The lines from the start of the data through the line containing "#[must_use]" are to be reproduced exactly, both ends included.

(Stored items)
----

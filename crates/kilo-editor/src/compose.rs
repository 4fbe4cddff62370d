//! Screen composition.
//!
//! A [`Frame`] is a read-only view of everything that appears on screen.
//! [`Frame::render`] lays it out into an [`OutputBuffer`] in one pass:
//!
//! ```text
//! hide cursor, home
//! text rows          rendered slice or filler, erase to EOL, \r\n
//! status bar         inverse video, exactly `cols` wide, \r\n
//! message bar        erase line, message (if fresh)
//! place cursor, show cursor
//! ```
//!
//! Nothing here touches the terminal; the caller flushes the buffer with a
//! single write.

use std::io::{self, Write};
use std::path::Path;

use kilo_term::ansi;
use kilo_term::output::OutputBuffer;

use crate::config::STATUS_FILENAME_WIDTH;
use crate::cursor::Cursor;
use crate::document::Document;
use crate::viewport::Viewport;

/// Shown in the status bar for a document without a file.
pub const NO_NAME: &str = "[No Name]";

/// The banner shown on an empty, unnamed document.
#[must_use]
pub fn welcome_text() -> String {
    format!("Kilo editor -- version {}", env!("CARGO_PKG_VERSION"))
}

/// Everything one screen frame is built from.
#[derive(Debug, Clone, Copy)]
pub struct Frame<'a> {
    pub doc: &'a Document,
    pub cursor: &'a Cursor,
    pub viewport: &'a Viewport,
    /// The status message, already filtered for freshness.
    pub message: Option<&'a str>,
}

impl Frame<'_> {
    /// Lay out the full frame into `out`.
    ///
    /// # Errors
    ///
    /// Propagates write errors from `out` (an in-memory buffer never fails).
    pub fn render(&self, out: &mut OutputBuffer) -> io::Result<()> {
        ansi::cursor_hide(out)?;
        ansi::cursor_home(out)?;

        self.draw_rows(out)?;
        self.draw_status_bar(out)?;
        self.draw_message_bar(out)?;

        let vp = self.viewport;
        ansi::cursor_to(
            out,
            self.cursor.y.saturating_sub(vp.row_offset),
            self.cursor.rx.saturating_sub(vp.col_offset),
        )?;
        ansi::cursor_show(out)
    }

    // -- Text area ----------------------------------------------------------

    fn draw_rows(&self, out: &mut OutputBuffer) -> io::Result<()> {
        let vp = self.viewport;
        for screen_row in 0..vp.rows {
            let file_row = screen_row + vp.row_offset;
            match self.doc.row(file_row) {
                Some(row) => {
                    let rendered = row.rendered();
                    let start = vp.col_offset.min(rendered.len());
                    let end = (vp.col_offset + vp.cols).min(rendered.len());
                    out.push_bytes(&rendered[start..end]);
                }
                None if self.doc.is_empty() && screen_row == vp.rows / 3 => {
                    draw_welcome(out, vp.cols);
                }
                None => out.push_bytes(b"~"),
            }
            ansi::clear_line(out)?;
            out.push_bytes(b"\r\n");
        }
        Ok(())
    }

    // -- Status and message bars --------------------------------------------

    fn draw_status_bar(&self, out: &mut OutputBuffer) -> io::Result<()> {
        let cols = self.viewport.cols;
        let left = status_left(self.doc);
        let right = status_right(self.doc, self.cursor);

        ansi::inverse(out)?;
        let shown = left.len().min(cols);
        out.push_bytes(&left[..shown]);

        // Pad until the right-hand text fits flush against the edge. If it
        // never fits exactly, the bar is all padding.
        let mut len = shown;
        while len < cols {
            if cols - len == right.len() {
                out.push_bytes(right.as_bytes());
                break;
            }
            out.push_bytes(b" ");
            len += 1;
        }

        ansi::reset(out)?;
        out.push_bytes(b"\r\n");
        Ok(())
    }

    fn draw_message_bar(&self, out: &mut OutputBuffer) -> io::Result<()> {
        ansi::clear_line(out)?;
        if let Some(msg) = self.message {
            let bytes = msg.as_bytes();
            out.write_all(&bytes[..bytes.len().min(self.viewport.cols)])?;
        }
        Ok(())
    }
}

/// A `~`, then the welcome banner centered in `cols`.
fn draw_welcome(out: &mut OutputBuffer, cols: usize) {
    let text = welcome_text();
    let len = text.len().min(cols);
    let mut padding = (cols - len) / 2;
    if padding > 0 {
        out.push_bytes(b"~");
        padding -= 1;
    }
    out.push_repeat(b' ', padding);
    out.push_bytes(&text.as_bytes()[..len]);
}

/// `"name - N lines"` plus `" (modified)"` when dirty.
fn status_left(doc: &Document) -> Vec<u8> {
    let mut left = doc
        .filename()
        .map_or_else(|| NO_NAME.as_bytes().to_vec(), truncated_name);
    left.extend_from_slice(format!(" - {} lines", doc.row_count()).as_bytes());
    if doc.is_dirty() {
        left.extend_from_slice(b" (modified)");
    }
    left
}

/// `"current/total"`, 1-based.
fn status_right(doc: &Document, cursor: &Cursor) -> String {
    format!("{}/{}", cursor.y + 1, doc.row_count())
}

fn truncated_name(path: &Path) -> Vec<u8> {
    let bytes = path.as_os_str().as_encoded_bytes();
    bytes[..bytes.len().min(STATUS_FILENAME_WIDTH)].to_vec()
}

// ---------------------------------------------------------------------------
// Tests
// ---------------------------------------------------------------------------

#[cfg(test)]
mod tests {
    use super::*;
    use pretty_assertions::assert_eq;
    use std::path::PathBuf;

    fn frame_bytes(doc: &Document, cursor: &Cursor, vp: &Viewport, msg: Option<&str>) -> Vec<u8> {
        let mut out = OutputBuffer::new();
        Frame {
            doc,
            cursor,
            viewport: vp,
            message: msg,
        }
        .render(&mut out)
        .unwrap();
        out.as_bytes().to_vec()
    }

    fn text(bytes: &[u8]) -> String {
        String::from_utf8_lossy(bytes).into_owned()
    }

    /// The segment of the frame for screen line `n` (split on `\r\n`).
    fn screen_line(frame: &[u8], n: usize) -> String {
        let s = text(frame);
        s.split("\r\n").nth(n).unwrap_or_default().to_owned()
    }

    #[test]
    fn frame_starts_hidden_and_ends_shown() {
        let doc = Document::from_bytes(b"hi\n");
        let f = frame_bytes(&doc, &Cursor::new(), &Viewport::new(3, 10), None);
        assert!(f.starts_with(b"\x1b[?25l\x1b[H"));
        assert!(f.ends_with(b"\x1b[1;1H\x1b[?25h"));
    }

    #[test]
    fn rows_then_filler() {
        let doc = Document::from_bytes(b"one\ntwo\n");
        let f = frame_bytes(&doc, &Cursor::new(), &Viewport::new(4, 10), None);
        assert!(screen_line(&f, 0).ends_with("one\x1b[K"));
        assert_eq!(screen_line(&f, 1), "two\x1b[K");
        assert_eq!(screen_line(&f, 2), "~\x1b[K");
        assert_eq!(screen_line(&f, 3), "~\x1b[K");
    }

    #[test]
    fn rows_are_sliced_by_col_offset() {
        let doc = Document::from_bytes(b"0123456789abcdef\nxy\n");
        let mut vp = Viewport::new(2, 4);
        vp.col_offset = 6;
        let f = frame_bytes(&doc, &Cursor::at(6, 0), &vp, None);
        assert!(screen_line(&f, 0).ends_with("6789\x1b[K"));
        assert_eq!(screen_line(&f, 1), "\x1b[K");
    }

    #[test]
    fn tabs_are_drawn_expanded() {
        let doc = Document::from_bytes(b"\tx\n");
        let f = frame_bytes(&doc, &Cursor::new(), &Viewport::new(1, 20), None);
        assert!(screen_line(&f, 0).ends_with("        x\x1b[K"));
    }

    #[test]
    fn welcome_banner_on_empty_document() {
        let doc = Document::new();
        let f = frame_bytes(&doc, &Cursor::new(), &Viewport::new(9, 80), None);
        let banner = screen_line(&f, 3);
        assert!(banner.starts_with('~'));
        assert!(banner.contains(&welcome_text()));

        let pad = (80 - welcome_text().len()) / 2;
        assert_eq!(banner.find("Kilo"), Some(pad));
    }

    #[test]
    fn welcome_banner_truncated_on_narrow_screen() {
        let doc = Document::new();
        let f = frame_bytes(&doc, &Cursor::new(), &Viewport::new(3, 5), None);
        assert_eq!(screen_line(&f, 1), "Kilo \x1b[K");
    }

    #[test]
    fn no_banner_when_document_has_rows() {
        let doc = Document::from_bytes(b"x\n");
        let f = frame_bytes(&doc, &Cursor::new(), &Viewport::new(9, 80), None);
        assert!(!text(&f).contains("Kilo editor"));
    }

    #[test]
    fn status_bar_is_exactly_cols_wide() {
        let mut doc = Document::from_bytes(b"a\nb\n");
        doc.set_filename(PathBuf::from("notes.txt"));
        let f = frame_bytes(&doc, &Cursor::at(0, 1), &Viewport::new(2, 40), None);
        let bar = screen_line(&f, 2);
        let inner = bar
            .strip_prefix("\x1b[7m")
            .and_then(|s| s.strip_suffix("\x1b[m"))
            .unwrap();
        assert_eq!(inner.len(), 40);
        assert!(inner.starts_with("notes.txt - 2 lines"));
        assert!(inner.ends_with("2/2"));
    }

    #[test]
    fn status_bar_unnamed_and_modified() {
        let mut doc = Document::new();
        doc.insert_row(0, b"x");
        let f = frame_bytes(&doc, &Cursor::new(), &Viewport::new(1, 60), None);
        let bar = screen_line(&f, 1);
        assert!(bar.contains("[No Name] - 1 lines (modified)"));
        assert!(bar.ends_with("1/1\x1b[m"));
    }

    #[test]
    fn status_bar_truncates_long_filename() {
        let mut doc = Document::from_bytes(b"x\n");
        doc.set_filename(PathBuf::from("a_really_long_file_name_indeed.txt"));
        let f = frame_bytes(&doc, &Cursor::new(), &Viewport::new(1, 80), None);
        let bar = screen_line(&f, 1);
        assert!(bar.contains("a_really_long_file_n - 1 lines"));
    }

    #[test]
    fn status_bar_narrower_than_left_text() {
        let doc = Document::from_bytes(b"x\n");
        let f = frame_bytes(&doc, &Cursor::new(), &Viewport::new(1, 6), None);
        assert_eq!(screen_line(&f, 1), "\x1b[7m[No Na\x1b[m");
    }

    #[test]
    fn message_bar_shows_and_truncates() {
        let doc = Document::from_bytes(b"x\n");
        let f = frame_bytes(&doc, &Cursor::new(), &Viewport::new(1, 8), Some("hello world"));
        let bar = screen_line(&f, 2);
        assert!(bar.starts_with("\x1b[Khello wo"));
    }

    #[test]
    fn message_bar_empty_without_message() {
        let doc = Document::from_bytes(b"x\n");
        let f = frame_bytes(&doc, &Cursor::new(), &Viewport::new(1, 8), None);
        assert!(screen_line(&f, 2).starts_with("\x1b[K\x1b["));
    }

    #[test]
    fn cursor_placed_relative_to_offsets() {
        let doc = Document::from_bytes(b"a\nb\nc\nd\ne\n");
        let mut vp = Viewport::new(2, 10);
        vp.row_offset = 3;
        let cursor = Cursor { x: 1, y: 4, rx: 1 };
        let f = frame_bytes(&doc, &cursor, &vp, None);
        assert!(f.ends_with(b"\x1b[2;2H\x1b[?25h"));
    }
}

----

**RESULT OF THIS EXERCISE:**
filename crates/kilo-editor/src/compose.rs
repository 4fbe4cddff62370d
//! Screen composition.
//!
//! A [`Frame`] is a read-only view of everything that appears on screen.
//! [`Frame::render`] lays it out into an [`OutputBuffer`] in one pass:
//!
//! ```text
//! hide cursor, home
//! text rows          rendered slice or filler, erase to EOL, \r\n
//! status bar         inverse video, exactly `cols` wide, \r\n
//! message bar        erase line, message (if fresh)
//! place cursor, show cursor
//! ```
//!
//! Nothing here touches the terminal; the caller flushes the buffer with a
//! single write.

use std::io::{self, Write};
use std::path::Path;

use kilo_term::ansi;
use kilo_term::output::OutputBuffer;

use crate::config::STATUS_FILENAME_WIDTH;
use crate::cursor::Cursor;
use crate::document::Document;
use crate::viewport::Viewport;

/// Shown in the status bar for a document without a file.
pub const NO_NAME: &str = "[No Name]";

/// The banner shown on an empty, unnamed document.
#[must_use]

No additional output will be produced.